Records shown Start Marker

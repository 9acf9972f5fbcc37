//! Concurrency control.
//!
//! Transactions get isolation from exclusive per-address locks taken in
//! ascending address order.

pub mod lock;

pub use lock::{AddrLockMap, DEFAULT_LOCK_SHARDS};
use super::replacer::Replacer;
use std::collections::{HashMap, VecDeque};

#[derive(Debug)]
pub struct LruReplacer {
    /// Queue of evictable blocks (least recently released at front)
    lru_list: VecDeque<u64>,
    /// Blocks currently in `lru_list`, with their insertion stamp
    members: HashMap<u64, u64>,
    /// Stamp of the next unpin; entries in `lru_list` whose stamp no longer
    /// matches `members` are stale and skipped
    stamps: VecDeque<u64>,
    next_stamp: u64,
    max_size: usize,
}

impl LruReplacer {
    pub fn new(max_size: usize) -> Self {
        Self {
            lru_list: VecDeque::with_capacity(max_size),
            members: HashMap::with_capacity(max_size),
            stamps: VecDeque::with_capacity(max_size),
            next_stamp: 0,
            max_size,
        }
    }

    fn compact(&mut self) {
        let members = &self.members;
        let mut kept_list = VecDeque::with_capacity(members.len());
        let mut kept_stamps = VecDeque::with_capacity(members.len());
        for (blkno, stamp) in self.lru_list.drain(..).zip(self.stamps.drain(..)) {
            if members.get(&blkno) == Some(&stamp) {
                kept_list.push_back(blkno);
                kept_stamps.push_back(stamp);
            }
        }
        self.lru_list = kept_list;
        self.stamps = kept_stamps;
    }
}

impl Replacer for LruReplacer {
    fn evict(&mut self) -> Option<u64> {
        while let (Some(blkno), Some(stamp)) = (self.lru_list.pop_front(), self.stamps.pop_front()) {
            if self.members.get(&blkno) == Some(&stamp) {
                self.members.remove(&blkno);
                return Some(blkno);
            }
        }
        None
    }

    fn pin(&mut self, blkno: u64) {
        // Lazy removal: the queue entry becomes stale
        self.members.remove(&blkno);
        if self.lru_list.len() > 2 * self.max_size.max(1) {
            self.compact();
        }
    }

    fn unpin(&mut self, blkno: u64) {
        if self.members.contains_key(&blkno) || self.members.len() >= self.max_size {
            return;
        }
        let stamp = self.next_stamp;
        self.next_stamp += 1;
        self.members.insert(blkno, stamp);
        self.lru_list.push_back(blkno);
        self.stamps.push_back(stamp);
    }

    fn size(&self) -> usize {
        self.members.len()
    }
}
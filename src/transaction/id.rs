//! Transaction identifiers.

use serde::{Deserialize, Serialize};
use std::sync::atomic::{AtomicU64, Ordering};

/// Identifies a transaction as a lock owner. Never 0.
#[derive(Debug, Clone, Copy, PartialEq, Eq, PartialOrd, Ord, Hash, Serialize, Deserialize)]
pub struct TransactionId(pub u64);

impl TransactionId {
    pub fn new(id: u64) -> Self {
        Self(id)
    }

    pub fn value(&self) -> u64 {
        self.0
    }
}

impl std::fmt::Display for TransactionId {
    fn fmt(&self, f: &mut std::fmt::Formatter<'_>) -> std::fmt::Result {
        write!(f, "Txn{}", self.0)
    }
}

/// Thread-safe source of fresh transaction ids.
#[derive(Debug)]
pub struct TransactionIdGenerator {
    next_id: AtomicU64,
}

impl TransactionIdGenerator {
    pub fn new() -> Self {
        Self {
            next_id: AtomicU64::new(1),
        }
    }

    /// Returns an id not handed out before. Skips 0 on wraparound.
    pub fn next(&self) -> TransactionId {
        loop {
            let id = self.next_id.fetch_add(1, Ordering::Relaxed);
            if id != 0 {
                return TransactionId::new(id);
            }
        }
    }
}

impl Default for TransactionIdGenerator {
    fn default() -> Self {
        Self::new()
    }
}

#[cfg(test)]
mod tests {
    use super::*;
    use std::sync::Arc;
    use std::thread;

    #[test]
    fn test_transaction_id_display() {
        assert_eq!(format!("{}", TransactionId::new(123)), "Txn123");
    }

    #[test]
    fn test_generator_starts_at_one() {
        let generator = TransactionIdGenerator::new();
        assert_eq!(generator.next().value(), 1);
        assert_eq!(generator.next().value(), 2);
    }

    #[test]
    fn test_generator_skips_zero() {
        let generator = TransactionIdGenerator {
            next_id: AtomicU64::new(u64::MAX),
        };
        assert_eq!(generator.next().value(), u64::MAX);
        assert_eq!(generator.next().value(), 1);
    }

    #[test]
    fn test_generator_thread_safety() {
        let generator = Arc::new(TransactionIdGenerator::new());
        let handles: Vec<_> = (0..8)
            .map(|_| {
                let gen = Arc::clone(&generator);
                thread::spawn(move || (0..100).map(|_| gen.next()).collect::<Vec<_>>())
            })
            .collect();

        let mut all: Vec<u64> = handles
            .into_iter()
            .flat_map(|h| h.join().unwrap())
            .map(|id| id.value())
            .collect();
        all.sort_unstable();
        all.dedup();
        assert_eq!(all.len(), 800);
        assert!(!all.contains(&0));
    }
}
//! Storage layer for blockjournal.
//!
//! Key components:
//!
//! - **Disk**: fixed-size (4KB) blocks, the unit of I/O
//! - **Addr / Buf**: bit ranges inside a block and their staged contents
//! - **Cache**: reference-counted block cache with LRU eviction
//! - **Walog**: write-ahead log that makes multi-block updates atomic

pub mod addr;
pub mod buf;
pub mod cache;
pub mod disk;
pub mod error;
pub mod wal;

pub use addr::Addr;
pub use buf::Buf;
pub use cache::{Cache, SlotGuard};
pub use disk::{Block, Disk, FileDisk, MemDisk, BLOCK_SIZE, NBITBLOCK};
pub use error::{StorageError, StorageResult};
pub use wal::{LogPosition, WalConfig, Walog};
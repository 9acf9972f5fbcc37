//! Bit operations on bitmap byte slices.
//!
//! Bit `idx` lives in byte `idx / 8`, bit `idx % 8` (least-significant first).
//! A set bit means the number is in use.

/// Test bit `idx`. Bits past the end of the slice read as clear.
pub fn bitmap_get(bitmap: &[u8], idx: u64) -> bool {
    let byte_idx = (idx / 8) as usize;
    if byte_idx >= bitmap.len() {
        return false;
    }
    (bitmap[byte_idx] >> (idx % 8)) & 1 == 1
}

pub fn bitmap_set(bitmap: &mut [u8], idx: u64) {
    bitmap[(idx / 8) as usize] |= 1 << (idx % 8);
}

pub fn bitmap_clear(bitmap: &mut [u8], idx: u64) {
    bitmap[(idx / 8) as usize] &= !(1 << (idx % 8));
}

/// Count clear bits among the first `count` bits of `bitmap`.
pub fn bitmap_count_free(bitmap: &[u8], count: u64) -> u64 {
    let full_bytes = (count / 8) as usize;
    let mut free: u64 = bitmap
        .iter()
        .take(full_bytes)
        .map(|b| u64::from(b.count_zeros()))
        .sum();
    for idx in (full_bytes as u64 * 8)..count {
        if !bitmap_get(bitmap, idx) {
            free += 1;
        }
    }
    free
}

/// Lowest clear bit of `byte`.
pub fn first_zero(byte: u8) -> Option<u32> {
    if byte == u8::MAX {
        None
    } else {
        Some((!byte).trailing_zeros())
    }
}
//! Write-ahead log.
//!
//! A bounded circular log of whole-block images. Appends are grouped and made
//! durable by a background logger; a background installer later copies them to
//! their home blocks and frees log space.

mod daemon;
pub mod manager;
pub mod record;

pub use manager::{Daemon, LogPositions, WalConfig, Walog};
pub use record::{BlockData, LogPosition, HDRADDRS, LOGHDR, LOGHDR2, LOGSTART};
//! blockjournal: a crash-consistent journaled block store.
//!
//! Transactions lock sub-block addresses, stage updates privately, and commit
//! them atomically through a circular write-ahead log that background threads
//! make durable and install to home locations.

pub mod alloc;
pub mod concurrency;
pub mod storage;
pub mod transaction;

pub use alloc::Allocator;
pub use storage::{Addr, Disk, FileDisk, MemDisk, StorageError, StorageResult};
pub use transaction::{EngineConfig, Transaction, TxnManager};
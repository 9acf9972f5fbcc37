//! The write-ahead log.
//!
//! Appended block images first live in an in-memory log covering positions
//! `[tail, head)`. The logger thread writes `[disk_end, head)` into the
//! circular on-disk region and then the header, which makes them durable. The
//! installer thread copies `[tail, disk_end)` to the home blocks, records the
//! new tail in the marker block, and trims the in-memory log.

use parking_lot::{Condvar, Mutex};
use serde::{Deserialize, Serialize};
use std::collections::VecDeque;
use std::sync::Arc;
use std::thread::{self, JoinHandle};

use super::daemon;
use super::record::{BlockData, Header, LogPosition, Marker, HDRADDRS, LOGHDR, LOGHDR2, LOGSTART};
use crate::storage::disk::{Block, Disk};
use crate::storage::error::{StorageError, StorageResult};

/// Write-ahead log configuration.
#[derive(Debug, Clone, PartialEq, Eq, Serialize, Deserialize)]
#[serde(default)]
pub struct WalConfig {
    /// Number of circular log slots. Part of the on-disk format.
    pub log_capacity: u64,
}

impl Default for WalConfig {
    fn default() -> Self {
        WalConfig {
            log_capacity: HDRADDRS,
        }
    }
}

impl WalConfig {
    pub fn validate(&self) -> StorageResult<()> {
        if self.log_capacity == 0 || self.log_capacity > HDRADDRS {
            return Err(StorageError::InvalidConfig(format!(
                "log_capacity must be in 1..={}, got {}",
                HDRADDRS, self.log_capacity
            )));
        }
        Ok(())
    }
}

/// A background activity of the log.
#[derive(Debug, Clone, Copy, PartialEq, Eq)]
pub enum Daemon {
    Logger,
    Installer,
}

/// Snapshot of the log boundaries. Always `tail <= disk_end <= head`.
#[derive(Debug, Clone, Copy, PartialEq, Eq)]
pub struct LogPositions {
    pub tail: LogPosition,
    pub disk_end: LogPosition,
    pub head: LogPosition,
}

#[derive(Debug, PartialEq, Eq)]
pub(crate) struct WalState {
    /// Entries for positions `[tail, head)`, oldest first.
    pub(crate) mem_log: VecDeque<BlockData>,
    pub(crate) tail: LogPosition,
    pub(crate) disk_end: LogPosition,
    pub(crate) shutdown: bool,
    pub(crate) logger_paused: bool,
    pub(crate) installer_paused: bool,
    pub(crate) failure: Option<String>,
}

impl WalState {
    fn new(tail: LogPosition, disk_end: LogPosition, mem_log: VecDeque<BlockData>) -> Self {
        Self {
            mem_log,
            tail,
            disk_end,
            shutdown: false,
            logger_paused: false,
            installer_paused: false,
            failure: None,
        }
    }

    pub(crate) fn head(&self) -> LogPosition {
        self.tail.advance(self.mem_log.len() as u64)
    }

    pub(crate) fn check(&self) -> StorageResult<()> {
        if let Some(failure) = &self.failure {
            return Err(StorageError::LogFailed(failure.clone()));
        }
        if self.shutdown {
            return Err(StorageError::ShutDown);
        }
        Ok(())
    }

    fn positions(&self) -> LogPositions {
        LogPositions {
            tail: self.tail,
            disk_end: self.disk_end,
            head: self.head(),
        }
    }
}

pub(crate) struct WalShared {
    pub(crate) disk: Arc<dyn Disk>,
    pub(crate) capacity: u64,
    pub(crate) state: Mutex<WalState>,
    /// Wakes the logger when there is something to log.
    pub(crate) logger_cv: Condvar,
    /// Wakes the installer when there is something to install.
    pub(crate) installer_cv: Condvar,
    /// Signalled whenever `disk_end` or `tail` advances, or the log fails.
    pub(crate) progress_cv: Condvar,
}

impl WalShared {
    pub(crate) fn wake_all(&self) {
        self.logger_cv.notify_all();
        self.installer_cv.notify_all();
        self.progress_cv.notify_all();
    }
}

/// Rebuilds the in-memory log from the header and marker on `disk`.
///
/// Only reads the disk, so running it twice yields the same state.
pub(crate) fn recover_state(disk: &dyn Disk, capacity: u64) -> StorageResult<WalState> {
    let header = Header::decode(&*disk.read(LOGHDR)?);
    let marker = Marker::decode(&*disk.read(LOGHDR2)?);
    let (start, end) = (marker.start, header.end);

    if start > end || end.distance_from(start) > capacity {
        return Err(StorageError::Corrupt(format!(
            "log covers {}..{} but holds at most {} entries",
            start, end, capacity
        )));
    }

    let mut mem_log = VecDeque::with_capacity(end.distance_from(start) as usize);
    for pos in start.0..end.0 {
        let pos = LogPosition(pos);
        let blkno = header.addrs[(pos.0 % capacity) as usize];
        let data = disk.read(pos.slot_block(capacity))?;
        mem_log.push_back(BlockData::new(blkno, data));
    }

    log::info!(
        "wal: recovered {} entries at {}..{}",
        mem_log.len(),
        start,
        end
    );
    Ok(WalState::new(start, end, mem_log))
}

/// Handle to a running write-ahead log.
pub struct Walog {
    shared: Arc<WalShared>,
    threads: Mutex<Vec<JoinHandle<()>>>,
}

impl Walog {
    /// Writes an empty log onto `disk` and opens it.
    pub fn format(disk: Arc<dyn Disk>, config: WalConfig) -> StorageResult<Self> {
        Self::check_device(disk.as_ref(), &config)?;
        disk.write(LOGHDR, &Header::empty().encode())?;
        disk.write(
            LOGHDR2,
            &Marker {
                start: LogPosition(0),
            }
            .encode(),
        )?;
        disk.barrier()?;
        log::debug!("wal: formatted with capacity {}", config.log_capacity);
        Self::open(disk, config)
    }

    /// Recovers the log on `disk` and starts the logger and installer.
    pub fn open(disk: Arc<dyn Disk>, config: WalConfig) -> StorageResult<Self> {
        Self::check_device(disk.as_ref(), &config)?;
        let capacity = config.log_capacity;
        let state = recover_state(disk.as_ref(), capacity)?;

        let shared = Arc::new(WalShared {
            disk,
            capacity,
            state: Mutex::new(state),
            logger_cv: Condvar::new(),
            installer_cv: Condvar::new(),
            progress_cv: Condvar::new(),
        });

        let logger = {
            let shared = shared.clone();
            thread::Builder::new()
                .name("walog-logger".to_string())
                .spawn(move || daemon::logger_loop(shared))?
        };
        let installer = {
            let shared = shared.clone();
            thread::Builder::new()
                .name("walog-installer".to_string())
                .spawn(move || daemon::installer_loop(shared))
        };
        let installer = match installer {
            Ok(handle) => handle,
            Err(e) => {
                shared.state.lock().shutdown = true;
                shared.wake_all();
                let _ = logger.join();
                return Err(e.into());
            }
        };

        Ok(Self {
            shared,
            threads: Mutex::new(vec![logger, installer]),
        })
    }

    fn check_device(disk: &dyn Disk, config: &WalConfig) -> StorageResult<()> {
        config.validate()?;
        let needed = LOGSTART + config.log_capacity;
        if disk.size() < needed {
            return Err(StorageError::InvalidConfig(format!(
                "device has {} blocks, log needs {}",
                disk.size(),
                needed
            )));
        }
        Ok(())
    }

    pub fn capacity(&self) -> u64 {
        self.shared.capacity
    }

    /// First block available for home locations.
    pub fn data_start(&self) -> u64 {
        LOGSTART + self.shared.capacity
    }

    pub fn disk(&self) -> &Arc<dyn Disk> {
        &self.shared.disk
    }

    pub fn positions(&self) -> LogPositions {
        self.shared.state.lock().positions()
    }

    /// Latest content of `blkno`: the newest logged image if any, otherwise
    /// the home block.
    pub fn read(&self, blkno: u64) -> StorageResult<Box<Block>> {
        {
            let state = self.shared.state.lock();
            if let Some(entry) = state.mem_log.iter().rev().find(|e| e.blkno == blkno) {
                return Ok(Box::new(*entry.data));
            }
        }
        self.shared.disk.read(blkno)
    }

    /// Adds `blocks` to the in-memory log and returns the new head.
    ///
    /// Waits for the installer while the log lacks room. Fails with
    /// `TooLarge` if `blocks` can never fit.
    pub fn append(&self, blocks: Vec<BlockData>) -> StorageResult<LogPosition> {
        let n = blocks.len() as u64;
        if n > self.shared.capacity {
            return Err(StorageError::TooLarge {
                blocks: blocks.len(),
                capacity: self.shared.capacity,
            });
        }
        for b in &blocks {
            assert!(
                b.blkno >= self.data_start(),
                "append of block {} inside the log region",
                b.blkno
            );
            if b.blkno >= self.shared.disk.size() {
                return Err(StorageError::InvalidBlock {
                    blkno: b.blkno,
                    size: self.shared.disk.size(),
                });
            }
        }

        let mut state = self.shared.state.lock();
        loop {
            state.check()?;
            if state.head().distance_from(state.tail) + n <= self.shared.capacity {
                break;
            }
            log::debug!(
                "wal: log full ({} entries), waiting to append {}",
                state.mem_log.len(),
                n
            );
            self.shared.logger_cv.notify_one();
            self.shared.installer_cv.notify_one();
            self.shared.progress_cv.wait(&mut state);
        }

        state.mem_log.extend(blocks);
        let head = state.head();
        if n > 0 {
            log::trace!("wal: appended {} blocks, head {}", n, head);
            self.shared.logger_cv.notify_one();
        }
        Ok(head)
    }

    /// Waits until everything before `pos` is durable.
    pub fn flush(&self, pos: LogPosition) -> StorageResult<()> {
        let mut state = self.shared.state.lock();
        let pos = pos.min(state.head());
        loop {
            if state.disk_end >= pos {
                return Ok(());
            }
            state.check()?;
            self.shared.logger_cv.notify_one();
            self.shared.progress_cv.wait(&mut state);
        }
    }

    /// Waits until everything appended so far is durable.
    pub fn flush_all(&self) -> StorageResult<()> {
        let head = self.shared.state.lock().head();
        self.flush(head)
    }

    /// Suspends or resumes one of the background activities.
    pub fn pause(&self, daemon: Daemon, paused: bool) {
        let mut state = self.shared.state.lock();
        match daemon {
            Daemon::Logger => state.logger_paused = paused,
            Daemon::Installer => state.installer_paused = paused,
        }
        log::debug!("wal: {:?} paused = {}", daemon, paused);
        self.shared.wake_all();
    }

    /// Stops the background activities. Entries not yet durable stay in
    /// memory only. Calling it again has no effect.
    pub fn shutdown(&self) {
        {
            let mut state = self.shared.state.lock();
            state.shutdown = true;
        }
        self.shared.wake_all();

        let threads: Vec<_> = self.threads.lock().drain(..).collect();
        if threads.is_empty() {
            return;
        }
        for handle in threads {
            if handle.join().is_err() {
                log::error!("wal: background thread panicked");
            }
        }
        log::debug!("wal: shut down at {:?}", self.positions());
    }
}

impl Drop for Walog {
    fn drop(&mut self) {
        self.shutdown();
    }
}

Records shown End Marker

Task to complete: The lines to retype, exactly and only, run from the first line of the material through the line with "fn unpin(&mut self, blkno: u64)".

Written solution:
repository 9acf9972f5fbcc37
//! Concurrency control.
//!
//! Transactions get isolation from exclusive per-address locks taken in
//! ascending address order.

pub mod lock;

pub use lock::{AddrLockMap, DEFAULT_LOCK_SHARDS};
use super::replacer::Replacer;
use std::collections::{HashMap, VecDeque};

#[derive(Debug)]
pub struct LruReplacer {
    /// Queue of evictable blocks (least recently released at front)
    lru_list: VecDeque<u64>,
    /// Blocks currently in `lru_list`, with their insertion stamp
    members: HashMap<u64, u64>,
    /// Stamp of the next unpin; entries in `lru_list` whose stamp no longer
    /// matches `members` are stale and skipped
    stamps: VecDeque<u64>,
    next_stamp: u64,
    max_size: usize,
}

impl LruReplacer {
    pub fn new(max_size: usize) -> Self {
        Self {
            lru_list: VecDeque::with_capacity(max_size),
            members: HashMap::with_capacity(max_size),
            stamps: VecDeque::with_capacity(max_size),
            next_stamp: 0,
            max_size,
        }
    }

    fn compact(&mut self) {
        let members = &self.members;
        let mut kept_list = VecDeque::with_capacity(members.len());
        let mut kept_stamps = VecDeque::with_capacity(members.len());
        for (blkno, stamp) in self.lru_list.drain(..).zip(self.stamps.drain(..)) {
            if members.get(&blkno) == Some(&stamp) {
                kept_list.push_back(blkno);
                kept_stamps.push_back(stamp);
            }
        }
        self.lru_list = kept_list;
        self.stamps = kept_stamps;
    }
}

impl Replacer for LruReplacer {
    fn evict(&mut self) -> Option<u64> {
        while let (Some(blkno), Some(stamp)) = (self.lru_list.pop_front(), self.stamps.pop_front()) {
            if self.members.get(&blkno) == Some(&stamp) {
                self.members.remove(&blkno);
                return Some(blkno);
            }
        }
        None
    }

    fn pin(&mut self, blkno: u64) {
        // Lazy removal: the queue entry becomes stale
        self.members.remove(&blkno);
        if self.lru_list.len() > 2 * self.max_size.max(1) {
            self.compact();
        }
    }

    fn unpin(&mut self, blkno: u64) {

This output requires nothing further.